INFORMATION_SCHEMA is a series of views that provide access to metadata about datasets, tables, and views.

You can query the INFORMATION_SCHEMA.TABLES and INFORMATION_SCHEMA.TABLE_OPTIONS views to retrieve metadata about tables and views in a project. You can also query the INFORMATION_SCHEMA.COLUMNS and INFORMATION_SCHEMA.COLUMN_FIELD_PATHS views to retrieve metadata about the columns (fields) in a table.

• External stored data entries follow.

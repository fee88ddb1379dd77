use anyhow::Result;
use clap::Args;
use jvmreq_core::LocalFs;
use jvmreq_gradle::extract_gradle_version;

use crate::{context::CommandContext, error::CliError};

#[derive(Args, Debug)]
#[command(about = "Extract the Gradle version from a file")]
pub struct ExtractArgs {
    /// File relative to the project directory, e.g. gradle/wrapper/gradle-wrapper.properties
    pub file: String,
}

async fn extract_output(args: &ExtractArgs, ctx: &CommandContext) -> Result<(String, String)> {
    let content = ctx
        .fs
        .read_local_file(&args.file)
        .await?
        .ok_or_else(|| CliError::FileNotFound(args.file.clone()))?;
    let version = extract_gradle_version(Some(content.as_str()))
        .ok_or_else(|| CliError::NoGradleVersion(args.file.clone()))?;
    let json = serde_json::to_string(&serde_json::json!({ "gradleVersion": version }))?;
    Ok((version, json))
}

/// Print the Gradle version found in the given file
///
/// # Errors
/// Returns error if the file is missing or contains no Gradle version.
pub async fn handle_extract(args: &ExtractArgs, ctx: &CommandContext) -> Result<()> {
    let (stdout, json) = extract_output(args, ctx).await?;
    ctx.format.print(&stdout, &json);
    Ok(())
}
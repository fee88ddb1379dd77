use anyhow::Result;
use clap::Args;
use jvmreq_gradle::{get_java_constraint, gradle_wrapper_file_name_for};

use crate::context::CommandContext;

#[derive(Args, Debug)]
#[command(about = "Resolve the Java constraint for a Gradle version")]
pub struct ConstraintArgs {
    /// Gradle version of the build (unknown when omitted)
    #[arg(short, long)]
    pub gradle_version: Option<String>,

    /// Wrapper script path relative to the project directory
    #[arg(short, long)]
    pub wrapper: Option<String>,
}

async fn constraint_output(
    args: &ConstraintArgs,
    ctx: &CommandContext,
) -> Result<(String, String)> {
    let wrapper = args
        .wrapper
        .as_deref()
        .unwrap_or_else(|| gradle_wrapper_file_name_for(ctx.resolve.os));
    let constraint = get_java_constraint(
        &ctx.fs,
        &ctx.resolve,
        args.gradle_version.as_deref(),
        wrapper,
    )
    .await;
    let json = serde_json::to_string(&serde_json::json!({ "javaConstraint": constraint }))?;
    Ok((constraint.to_string(), json))
}

/// Print the resolved Java constraint
///
/// # Errors
/// Returns error if serializing the output fails.
pub async fn handle_constraint(args: &ConstraintArgs, ctx: &CommandContext) -> Result<()> {
    let (stdout, json) = constraint_output(args, ctx).await?;
    ctx.format.print(&stdout, &json);
    Ok(())
}
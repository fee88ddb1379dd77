mod coerce_version;
mod get_jvmreq_config;
mod parse_properties;
mod tokio_local_fs;

pub use coerce_version::coerce_version;
pub use get_jvmreq_config::{CONFIG_DIR, CONFIG_FILE, get_jvmreq_config};
pub use parse_properties::{get_property, parse_properties};
pub use tokio_local_fs::TokioLocalFs;
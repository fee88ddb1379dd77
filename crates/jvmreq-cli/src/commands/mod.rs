mod config;
mod constraint;
mod extract;
mod inspect;
mod wrapper;

pub use config::ConfigArgs;
pub use config::handle_config;
pub use constraint::ConstraintArgs;
pub use constraint::handle_constraint;
pub use extract::ExtractArgs;
pub use extract::handle_extract;
pub use inspect::InspectArgs;
pub use inspect::handle_inspect;
pub use wrapper::WrapperArgs;
pub use wrapper::handle_wrapper;
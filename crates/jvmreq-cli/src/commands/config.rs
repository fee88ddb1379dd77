use anyhow::Result;
use clap::Args;

use crate::context::CommandContext;

#[derive(Args, Debug)]
#[command(about = "Show the effective jvmreq configuration")]
pub struct ConfigArgs {}

/// Display the effective configuration, including command-line overrides
///
/// # Errors
/// Returns error if serializing the configuration fails.
pub async fn handle_config(_args: &ConfigArgs, ctx: &CommandContext) -> Result<()> {
    println!("{}", serde_json::to_string_pretty(&ctx.config)?);
    Ok(())
}
use anyhow::Result;
use clap::Args;
use colored::Colorize;
use jvmreq_gradle::{GradleInspection, inspect_project};

use crate::context::CommandContext;

#[derive(Args, Debug)]
#[command(about = "Inspect the Gradle project and its Java requirement")]
pub struct InspectArgs {}

fn render(inspection: &GradleInspection) -> Result<(String, String)> {
    let stdout = format!(
        "{} {}\n{} {}\n{} {}",
        "Gradle:".bold(),
        inspection.gradle_version.as_deref().unwrap_or("unknown"),
        "Wrapper:".bold(),
        inspection.wrapper_command.as_deref().unwrap_or("not found"),
        "Java:".bold(),
        inspection.java_constraint.as_str().green().bold(),
    );
    Ok((stdout, serde_json::to_string(inspection)?))
}

/// Print the Gradle version, wrapper command and Java constraint of the project
///
/// # Errors
/// Returns error if serializing the inspection fails.
pub async fn handle_inspect(_args: &InspectArgs, ctx: &CommandContext) -> Result<()> {
    let inspection = inspect_project(&ctx.fs, &ctx.resolve).await;
    let (stdout, json) = render(&inspection)?;
    ctx.format.print(&stdout, &json);
    Ok(())
}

The TABLES and TABLE_OPTIONS views also contain high-level information about views. For detailed information, query the INFORMATION_SCHEMA.VIEWS view instead.

Required permissions

To get information about tables, you must be assigned the READER role on the dataset, or you must be assigned a project-level IAM role that includes bigquery.tables.get permissions. If you are granted bigquery.tables.get permissions at the project level, you can get information about all tables in the project. All predefined, project-level IAM roles include bigquery.tables.get permissions except for bigquery.jobUser and bigquery.user.

In addition, a user assigned the bigquery.user role has bigquery.datasets.create permissions. This allows a user assigned to the bigquery.user role to get information about tables in any dataset that user creates. When a user assigned to the bigquery.user role creates a dataset, that user is given OWNER access to the dataset. OWNER access to a dataset gives the user full control over it and all the tables in it.

For more information on IAM roles and permissions in BigQuery, see Access Control. For more information on dataset-level roles, see Primitive roles for datasets.

TABLES view

When you query the INFORMATION_SCHEMA.TABLES view, the query results contain one row for each table or view in a dataset.

Queries against the INFORMATION_SCHEMA.TABLES view must have a dataset qualifier. The user submitting the query must have access to the dataset that contains the tables or views.

The INFORMATION_SCHEMA.TABLES view has the following schema:

Column name Data type Value
TABLE_CATALOG STRING The name of the project that contains the dataset
TABLE_SCHEMA STRING The name of the dataset that contains the table or view (also referred to as the datasetId)
TABLE_NAME STRING The name of the table or view (also referred to as the tableId)
TABLE_TYPE STRING The table type:
IS_INSERTABLE_INTO STRING YES or NO depending on whether the table supports DML INSERT statements
IS_TYPED STRING The value is always NO
CREATION_TIME TIMESTAMP The table's creation time

Examples

Example 1:

The following example retrieves all columns from the INFORMATION_SCHEMA.TABLES view except for is_typed which is reserved for future use. The metadata returned is for all tables in mydataset in your default project — myproject.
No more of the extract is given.